» **The records**
# # #

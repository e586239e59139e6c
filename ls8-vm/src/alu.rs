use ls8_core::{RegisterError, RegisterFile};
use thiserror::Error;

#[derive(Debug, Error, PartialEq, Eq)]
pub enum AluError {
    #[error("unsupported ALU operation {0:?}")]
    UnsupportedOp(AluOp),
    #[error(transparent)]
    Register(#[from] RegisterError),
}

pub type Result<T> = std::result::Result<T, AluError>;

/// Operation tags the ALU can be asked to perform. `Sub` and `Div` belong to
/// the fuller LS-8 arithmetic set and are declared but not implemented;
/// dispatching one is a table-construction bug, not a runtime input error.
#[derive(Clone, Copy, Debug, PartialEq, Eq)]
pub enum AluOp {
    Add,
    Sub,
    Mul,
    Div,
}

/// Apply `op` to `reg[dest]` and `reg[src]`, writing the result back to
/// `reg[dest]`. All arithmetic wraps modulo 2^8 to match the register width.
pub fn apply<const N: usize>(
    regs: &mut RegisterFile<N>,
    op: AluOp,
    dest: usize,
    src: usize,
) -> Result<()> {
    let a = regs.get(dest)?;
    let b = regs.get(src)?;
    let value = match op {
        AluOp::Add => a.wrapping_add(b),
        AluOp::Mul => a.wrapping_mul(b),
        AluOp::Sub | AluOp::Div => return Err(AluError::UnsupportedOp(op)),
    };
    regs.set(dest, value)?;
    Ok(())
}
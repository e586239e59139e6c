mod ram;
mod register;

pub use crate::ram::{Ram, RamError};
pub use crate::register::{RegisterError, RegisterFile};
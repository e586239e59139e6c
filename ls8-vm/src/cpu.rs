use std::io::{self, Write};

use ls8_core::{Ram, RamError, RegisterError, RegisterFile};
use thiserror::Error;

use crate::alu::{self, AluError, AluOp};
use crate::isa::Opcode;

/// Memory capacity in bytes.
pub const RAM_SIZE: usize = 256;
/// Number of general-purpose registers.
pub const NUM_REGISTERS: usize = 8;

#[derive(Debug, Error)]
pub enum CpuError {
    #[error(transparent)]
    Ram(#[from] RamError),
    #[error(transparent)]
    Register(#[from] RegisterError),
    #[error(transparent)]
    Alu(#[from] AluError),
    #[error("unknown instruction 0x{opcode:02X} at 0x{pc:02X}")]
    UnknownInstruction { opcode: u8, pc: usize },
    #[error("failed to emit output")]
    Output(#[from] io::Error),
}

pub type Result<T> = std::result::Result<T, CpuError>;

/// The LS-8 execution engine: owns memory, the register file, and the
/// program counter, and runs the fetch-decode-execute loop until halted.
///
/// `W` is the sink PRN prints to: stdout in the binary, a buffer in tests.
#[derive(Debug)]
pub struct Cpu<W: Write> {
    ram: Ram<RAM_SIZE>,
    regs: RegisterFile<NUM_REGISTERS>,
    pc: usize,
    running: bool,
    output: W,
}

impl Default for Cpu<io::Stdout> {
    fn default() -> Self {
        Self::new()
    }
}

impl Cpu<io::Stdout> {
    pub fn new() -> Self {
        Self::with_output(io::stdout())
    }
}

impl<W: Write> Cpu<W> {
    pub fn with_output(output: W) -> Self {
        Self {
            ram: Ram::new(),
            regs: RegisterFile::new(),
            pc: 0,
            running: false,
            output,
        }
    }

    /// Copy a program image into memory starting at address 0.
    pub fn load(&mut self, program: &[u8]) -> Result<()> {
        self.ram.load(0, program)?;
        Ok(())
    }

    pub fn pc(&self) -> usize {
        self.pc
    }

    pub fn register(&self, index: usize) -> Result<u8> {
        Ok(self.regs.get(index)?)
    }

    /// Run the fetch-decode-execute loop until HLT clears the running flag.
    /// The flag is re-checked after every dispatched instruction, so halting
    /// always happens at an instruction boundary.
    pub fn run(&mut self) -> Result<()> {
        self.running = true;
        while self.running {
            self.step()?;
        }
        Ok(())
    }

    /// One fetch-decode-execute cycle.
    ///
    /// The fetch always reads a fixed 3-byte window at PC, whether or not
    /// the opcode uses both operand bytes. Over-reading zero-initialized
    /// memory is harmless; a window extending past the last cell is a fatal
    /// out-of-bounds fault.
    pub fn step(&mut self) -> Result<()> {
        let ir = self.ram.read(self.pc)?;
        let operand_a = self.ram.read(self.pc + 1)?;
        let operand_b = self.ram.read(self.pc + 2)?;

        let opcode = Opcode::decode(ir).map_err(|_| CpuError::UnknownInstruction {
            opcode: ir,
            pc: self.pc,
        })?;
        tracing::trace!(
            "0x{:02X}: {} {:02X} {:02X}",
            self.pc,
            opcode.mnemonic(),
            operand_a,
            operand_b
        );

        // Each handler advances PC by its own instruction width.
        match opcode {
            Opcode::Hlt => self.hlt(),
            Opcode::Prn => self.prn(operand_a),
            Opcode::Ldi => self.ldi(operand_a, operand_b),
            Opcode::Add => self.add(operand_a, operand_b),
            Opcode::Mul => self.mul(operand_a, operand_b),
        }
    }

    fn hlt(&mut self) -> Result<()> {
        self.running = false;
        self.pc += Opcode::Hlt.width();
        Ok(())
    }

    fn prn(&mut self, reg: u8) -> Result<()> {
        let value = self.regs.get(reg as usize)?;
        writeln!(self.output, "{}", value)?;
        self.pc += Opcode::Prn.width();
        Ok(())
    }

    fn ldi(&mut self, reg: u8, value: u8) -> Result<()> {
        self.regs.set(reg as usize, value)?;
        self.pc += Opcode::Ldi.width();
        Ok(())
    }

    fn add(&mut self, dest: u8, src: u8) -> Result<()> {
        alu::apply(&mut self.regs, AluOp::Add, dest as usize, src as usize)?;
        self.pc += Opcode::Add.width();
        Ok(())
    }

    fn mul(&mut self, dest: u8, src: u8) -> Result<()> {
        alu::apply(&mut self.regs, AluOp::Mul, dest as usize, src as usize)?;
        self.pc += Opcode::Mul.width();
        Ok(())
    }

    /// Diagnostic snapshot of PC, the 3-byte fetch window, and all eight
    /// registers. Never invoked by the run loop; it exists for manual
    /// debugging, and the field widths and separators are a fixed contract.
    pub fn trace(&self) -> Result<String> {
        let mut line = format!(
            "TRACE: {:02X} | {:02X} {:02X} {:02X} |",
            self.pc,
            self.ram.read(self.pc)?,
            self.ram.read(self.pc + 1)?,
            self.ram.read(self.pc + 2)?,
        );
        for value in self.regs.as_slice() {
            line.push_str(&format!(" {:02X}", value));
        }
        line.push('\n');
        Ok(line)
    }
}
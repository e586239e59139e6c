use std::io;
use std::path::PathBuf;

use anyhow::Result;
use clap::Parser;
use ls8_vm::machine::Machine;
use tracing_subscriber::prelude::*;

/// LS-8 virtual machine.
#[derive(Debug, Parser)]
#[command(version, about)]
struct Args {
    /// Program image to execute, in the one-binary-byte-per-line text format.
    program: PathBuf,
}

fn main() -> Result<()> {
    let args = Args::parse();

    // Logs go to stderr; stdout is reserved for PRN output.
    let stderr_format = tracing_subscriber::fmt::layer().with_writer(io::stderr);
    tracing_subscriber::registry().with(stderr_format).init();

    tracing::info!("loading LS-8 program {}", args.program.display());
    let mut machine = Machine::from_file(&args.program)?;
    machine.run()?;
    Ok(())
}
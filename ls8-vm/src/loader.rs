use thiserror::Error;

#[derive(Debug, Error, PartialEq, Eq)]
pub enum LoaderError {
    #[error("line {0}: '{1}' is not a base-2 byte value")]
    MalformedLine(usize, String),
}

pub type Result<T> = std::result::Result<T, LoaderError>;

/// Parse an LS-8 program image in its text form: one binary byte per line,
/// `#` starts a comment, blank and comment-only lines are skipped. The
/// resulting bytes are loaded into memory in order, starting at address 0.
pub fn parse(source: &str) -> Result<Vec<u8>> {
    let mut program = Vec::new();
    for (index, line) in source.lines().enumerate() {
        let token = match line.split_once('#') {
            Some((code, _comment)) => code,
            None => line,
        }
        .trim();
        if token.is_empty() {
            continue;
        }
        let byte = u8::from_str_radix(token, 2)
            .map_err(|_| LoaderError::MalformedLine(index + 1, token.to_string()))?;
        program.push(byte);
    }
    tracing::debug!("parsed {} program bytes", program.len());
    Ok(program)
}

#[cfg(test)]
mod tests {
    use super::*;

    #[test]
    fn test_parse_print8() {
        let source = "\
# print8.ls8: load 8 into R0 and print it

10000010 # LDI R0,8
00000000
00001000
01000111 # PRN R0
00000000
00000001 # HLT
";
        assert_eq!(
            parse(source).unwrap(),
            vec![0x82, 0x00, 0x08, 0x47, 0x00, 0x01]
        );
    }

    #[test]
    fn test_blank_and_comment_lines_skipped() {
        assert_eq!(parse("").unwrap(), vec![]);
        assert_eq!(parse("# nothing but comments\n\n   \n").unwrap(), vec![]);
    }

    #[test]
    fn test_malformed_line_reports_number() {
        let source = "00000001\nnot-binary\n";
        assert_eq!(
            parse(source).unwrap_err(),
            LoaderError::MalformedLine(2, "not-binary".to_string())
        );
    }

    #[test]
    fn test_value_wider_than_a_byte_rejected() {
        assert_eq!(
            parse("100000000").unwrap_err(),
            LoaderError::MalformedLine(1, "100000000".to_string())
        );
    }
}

# # #

» **Exercise description**
Take each line from the preceding material that contains "AluError" and copy it.

» **Solution to this task**
pub enum AluError {
pub type Result<T> = std::result::Result<T, AluError>;
        AluOp::Sub | AluOp::Div => return Err(AluError::UnsupportedOp(op)),
use crate::alu::{self, AluError, AluOp};
    Alu(#[from] AluError),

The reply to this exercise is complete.